== MATERIAL PROVIDED

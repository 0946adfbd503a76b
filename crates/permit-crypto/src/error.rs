// Copyright (c) 2025 Geoffrey Huntley <ghuntley@ghuntley.com>. All rights reserved.
// SPDX-License-Identifier: Proprietary

//! Error types for key handling, field encryption and signing.

use std::path::PathBuf;

use thiserror::Error;

pub type CryptoResult<T> = Result<T, CryptoError>;

#[derive(Debug, Error)]
pub enum CryptoError {
	// =========================================================================
	// Key material
	// =========================================================================
	#[error("key material corrupt: {0}")]
	KeyMaterialCorrupt(String),

	#[error("key material unreadable at {path}: {source}")]
	KeyMaterialUnreadable {
		path: PathBuf,
		#[source]
		source: std::io::Error,
	},

	#[error("key material I/O error at {path}: {source}")]
	KeyIo {
		path: PathBuf,
		#[source]
		source: std::io::Error,
	},

	#[error("key generation failed: {0}")]
	KeyGeneration(String),

	// =========================================================================
	// Field cipher
	// =========================================================================
	#[error("encryption failed: {0}")]
	Encryption(String),

	#[error("decryption failed: {0}")]
	DecryptionFailed(String),

	// =========================================================================
	// Signatures
	// =========================================================================
	#[error("attestation error: {0}")]
	Attestation(String),

	#[error("internal error: {0}")]
	Internal(String),
}

impl CryptoError {
	/// Classifies an I/O error raised while touching a key file.
	pub(crate) fn from_key_io(path: impl Into<PathBuf>, source: std::io::Error) -> Self {
		let path = path.into();
		if source.kind() == std::io::ErrorKind::PermissionDenied {
			CryptoError::KeyMaterialUnreadable { path, source }
		} else {
			CryptoError::KeyIo { path, source }
		}
	}

	/// Key-material errors stop the process before any record is touched.
	pub fn is_fatal(&self) -> bool {
		matches!(
			self,
			CryptoError::KeyMaterialCorrupt(_)
				| CryptoError::KeyMaterialUnreadable { .. }
				| CryptoError::KeyIo { .. }
				| CryptoError::KeyGeneration(_)
		)
	}
}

====

DIRECTIONS. Send back every record, precisely as written.

RESULT.
repository 0946adfbd503a76b
filename crates/permit-crypto/src/error.rs
// Copyright (c) 2025 Geoffrey Huntley <ghuntley@ghuntley.com>. All rights reserved.
// SPDX-License-Identifier: Proprietary

//! Error types for key handling, field encryption and signing.

use std::path::PathBuf;

use thiserror::Error;

pub type CryptoResult<T> = Result<T, CryptoError>;

#[derive(Debug, Error)]
pub enum CryptoError {
	// =========================================================================
	// Key material
	// =========================================================================
	#[error("key material corrupt: {0}")]
	KeyMaterialCorrupt(String),

	#[error("key material unreadable at {path}: {source}")]
	KeyMaterialUnreadable {
		path: PathBuf,
		#[source]
		source: std::io::Error,
	},

	#[error("key material I/O error at {path}: {source}")]
	KeyIo {
		path: PathBuf,
		#[source]
		source: std::io::Error,
	},

	#[error("key generation failed: {0}")]
	KeyGeneration(String),

	// =========================================================================
	// Field cipher
	// =========================================================================
	#[error("encryption failed: {0}")]
	Encryption(String),

	#[error("decryption failed: {0}")]
	DecryptionFailed(String),

	// =========================================================================
	// Signatures
	// =========================================================================
	#[error("attestation error: {0}")]
	Attestation(String),

	#[error("internal error: {0}")]
	Internal(String),
}

impl CryptoError {
	/// Classifies an I/O error raised while touching a key file.
	pub(crate) fn from_key_io(path: impl Into<PathBuf>, source: std::io::Error) -> Self {
		let path = path.into();
		if source.kind() == std::io::ErrorKind::PermissionDenied {
			CryptoError::KeyMaterialUnreadable { path, source }
		} else {
			CryptoError::KeyIo { path, source }
		}
	}

	/// Key-material errors stop the process before any record is touched.
	pub fn is_fatal(&self) -> bool {
		matches!(
			self,
			CryptoError::KeyMaterialCorrupt(_)
				| CryptoError::KeyMaterialUnreadable { .. }
				| CryptoError::KeyIo { .. }
				| CryptoError::KeyGeneration(_)
		)
	}
}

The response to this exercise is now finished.